Expressing through dance is very different from expressing in words. Writing has been close to what the ecstasy of dance was for me, but the limitations of words sometimes drive me mad. Writing about dance analytically and critically but in a vivid, moving way is indeed a challenge.
I recently read an old review of Pina Bausch’s Rite of Spring by Vanessa Manko and was captivated by her writing. I realized only afterwards that I had been holding my breath while reading it. She writes: “- The same furtive, frantic, pulsating bodies; fists clasped in unison, clutched and drawn between legs; the crashing, shuttering falls to the ground; the stops and starts; the paralyzed fear.” In my mind, I saw images of dancers twisting and turning in panic on the muddy ground, their white dresses stained with dirt. It left me thinking, how would I dance if I knew I was going to die soon? It is a question I don’t have to face in reality, but nevertheless a current and timely one. With our wars, the refugee crisis, the climate crisis, it is a question that is not far from the reality of many.

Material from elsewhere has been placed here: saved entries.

//! Tests for path resolution, toolchain templates, and cache staleness.

use std::path::PathBuf;
use std::sync::Arc;

use crate::descriptor::{ModelDescriptor, ParameterTaxonomy};
use crate::error::KernelError;
use crate::generate::{CodeGenerator, GeneratedSource};

use super::{BuildCache, CompileTemplate, Platform, Toolchain, ToolchainConfig};

struct FixedSource {
    text: String,
    dependencies: Vec<PathBuf>,
}

impl CodeGenerator for FixedSource {
    fn generate(&self, _model: &ModelDescriptor) -> crate::Result<GeneratedSource> {
        Ok(GeneratedSource {
            text: self.text.clone(),
            dependencies: self.dependencies.clone(),
        })
    }
}

fn test_model(filename: &std::path::Path) -> ModelDescriptor {
    ModelDescriptor::new(
        "probe",
        filename,
        ParameterTaxonomy {
            fixed_1d: vec![Arc::from("scale"), Arc::from("background")],
            ..Default::default()
        },
    )
}

#[test]
fn test_template_render_substitutes_placeholders() {
    let template = CompileTemplate::new(["cc", "-shared", "{source}", "-o", "{output}"]);
    let argv = template.render(
        std::path::Path::new("/tmp/a.c"),
        std::path::Path::new("/tmp/a.so"),
    );
    assert_eq!(argv, vec!["cc", "-shared", "/tmp/a.c", "-o", "/tmp/a.so"]);
}

#[test]
fn test_config_override_and_builtin_fallback() {
    let config = ToolchainConfig::from_toml_str(
        r#"
        [templates.unix]
        argv = ["clang", "-shared", "{source}", "-o", "{output}"]
    "#,
    )
    .unwrap();
    assert_eq!(config.template(Platform::Unix).argv[0], "clang");
    // Platforms without an override fall back to the built-in command line.
    assert_eq!(config.template(Platform::MacOs).argv[0], "gcc");
}

#[test]
fn test_spawn_failure_is_structured() {
    let toolchain = Toolchain::with_template(CompileTemplate::new([
        "saskern-no-such-compiler",
        "{source}",
        "{output}",
    ]));
    let err = toolchain
        .compile(
            std::path::Path::new("/tmp/a.c"),
            std::path::Path::new("/tmp/a.so"),
        )
        .unwrap_err();
    assert!(matches!(err, KernelError::CompilerSpawn { .. }));
}

#[cfg(unix)]
mod unix {
    use super::*;

    /// Fake compiler: appends one line to `log` per invocation and creates
    /// the output file, standing in for a real toolchain.
    fn counting_toolchain(log: &std::path::Path) -> Toolchain {
        Toolchain::with_template(CompileTemplate::new([
            "sh".to_string(),
            "-c".to_string(),
            format!("echo compiled >> {} && : > {{output}}", log.display()),
        ]))
    }

    fn failing_toolchain(log: &std::path::Path) -> Toolchain {
        Toolchain::with_template(CompileTemplate::new([
            "sh".to_string(),
            "-c".to_string(),
            format!("echo failed >> {}; exit 1", log.display()),
        ]))
    }

    fn compile_count(log: &std::path::Path) -> usize {
        std::fs::read_to_string(log).map(|s| s.lines().count()).unwrap_or(0)
    }

    #[test]
    fn test_second_ensure_built_is_a_cache_hit() {
        let dir = tempfile::tempdir().unwrap();
        let model_file = dir.path().join("probe.c");
        std::fs::write(&model_file, "// model\n").unwrap();
        let log = dir.path().join("compiles.log");

        let cache = BuildCache::new(dir.path(), counting_toolchain(&log));
        let model = test_model(&model_file);
        let generator = FixedSource {
            text: "void probe(void) {}\n".into(),
            dependencies: vec![],
        };

        let artifact = cache.ensure_built(&model, &generator).unwrap();
        assert!(artifact.exists());
        assert_eq!(compile_count(&log), 1);

        let again = cache.ensure_built(&model, &generator).unwrap();
        assert_eq!(again, artifact);
        assert_eq!(compile_count(&log), 1);
    }

    fn retained_sources(dir: &std::path::Path) -> usize {
        std::fs::read_dir(dir)
            .unwrap()
            .filter_map(|e| e.ok())
            .filter(|e| {
                let name = e.file_name().to_string_lossy().into_owned();
                name.starts_with("sas_probe_") && name.ends_with(".c")
            })
            .count()
    }

    #[test]
    fn test_successful_build_retains_generated_source() {
        let dir = tempfile::tempdir().unwrap();
        let model_file = dir.path().join("probe.c");
        std::fs::write(&model_file, "// model\n").unwrap();
        let log = dir.path().join("compiles.log");

        let cache = BuildCache::new(dir.path(), counting_toolchain(&log));
        let model = test_model(&model_file);
        let generator = FixedSource {
            text: "void probe(void) {}\n".into(),
            dependencies: vec![],
        };

        cache.ensure_built(&model, &generator).unwrap();
        assert_eq!(retained_sources(dir.path()), 1);
    }

    #[test]
    fn test_touched_source_triggers_exactly_one_rebuild() {
        let dir = tempfile::tempdir().unwrap();
        let model_file = dir.path().join("probe.c");
        std::fs::write(&model_file, "// model\n").unwrap();
        let dep_file = dir.path().join("lib.c");
        std::fs::write(&dep_file, "// dep\n").unwrap();
        let log = dir.path().join("compiles.log");

        let cache = BuildCache::new(dir.path(), counting_toolchain(&log));
        let model = test_model(&model_file);
        let generator = FixedSource {
            text: "void probe(void) {}\n".into(),
            dependencies: vec![dep_file.clone()],
        };

        cache.ensure_built(&model, &generator).unwrap();
        assert_eq!(compile_count(&log), 1);

        // Coarse-mtime filesystems resolve to whole seconds.
        std::thread::sleep(std::time::Duration::from_millis(1100));
        std::fs::write(&dep_file, "// dep touched\n").unwrap();

        cache.ensure_built(&model, &generator).unwrap();
        assert_eq!(compile_count(&log), 2);
        cache.ensure_built(&model, &generator).unwrap();
        assert_eq!(compile_count(&log), 2);
    }

    #[test]
    fn test_failed_build_retains_source_and_retries() {
        let dir = tempfile::tempdir().unwrap();
        let model_file = dir.path().join("probe.c");
        std::fs::write(&model_file, "// model\n").unwrap();
        let log = dir.path().join("compiles.log");

        let cache = BuildCache::new(dir.path(), failing_toolchain(&log));
        let model = test_model(&model_file);
        let generator = FixedSource {
            text: "this will not compile\n".into(),
            dependencies: vec![],
        };

        let err = cache.ensure_built(&model, &generator).unwrap_err();
        assert!(matches!(err, KernelError::CompileFailed { .. }));
        assert!(!cache.artifact_path(&model).exists());

        // The generated source stays on disk for inspection.
        assert!(retained_sources(dir.path()) >= 1);

        // No artifact exists, so the next call attempts the build again.
        let err = cache.ensure_built(&model, &generator).unwrap_err();
        assert!(matches!(err, KernelError::CompileFailed { .. }));
        assert_eq!(compile_count(&log), 2);
    }
}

I began to think about the role and importance of art, and specifically dance criticism. Much of today’s dance journalism ignores the dancer’s perspective and thus not only fails to convey a deep understanding of the dancer’s work and the culture of dance but fails to convey the experience and emotion that the audience recognizes and empathizes with. It can be something as universal as the fear of dying like in Bausch’s Rite of Spring. In many cases, dance criticism sees the piece as a detached work that is either successful or unsuccessful from one person’s perspective. Sometimes it seems that dance critics are not sufficiently aware of these multiple responsibilities and too often focus primarily on their opinion of the artist or the work. In doing so, they also rarely take into account other aspects that should be part of a strong critique. Art criticism should be accurate and descriptive, not judgmental and categorizing. A critic should aim to stimulate, to question, to reflect. Not judge, categorise, put down. Art criticism should be constructive, not destructive.
Contemporary art is strongly anchored in a broader social context. Some of my experiences as a ballet dancer showed me how ossified practices can hinder the development of art and its ability to keep up with the times. The world of dance must not be its own closed bubble, untouched by current issues.
Professional dance criticism is extremely important for the artform. It offers opinions and perspectives that benefit not just the artists but stimulate debate and inform the audience as well. It also serves as historical documentation, placing the piece in the artist’s canon and the wider context of the industry. Dance criticism provides visibility for the art form and promotes the status of artists by increasing recognition and acceptance of their work. It can play a significant role in strengthening the social significance of dance art.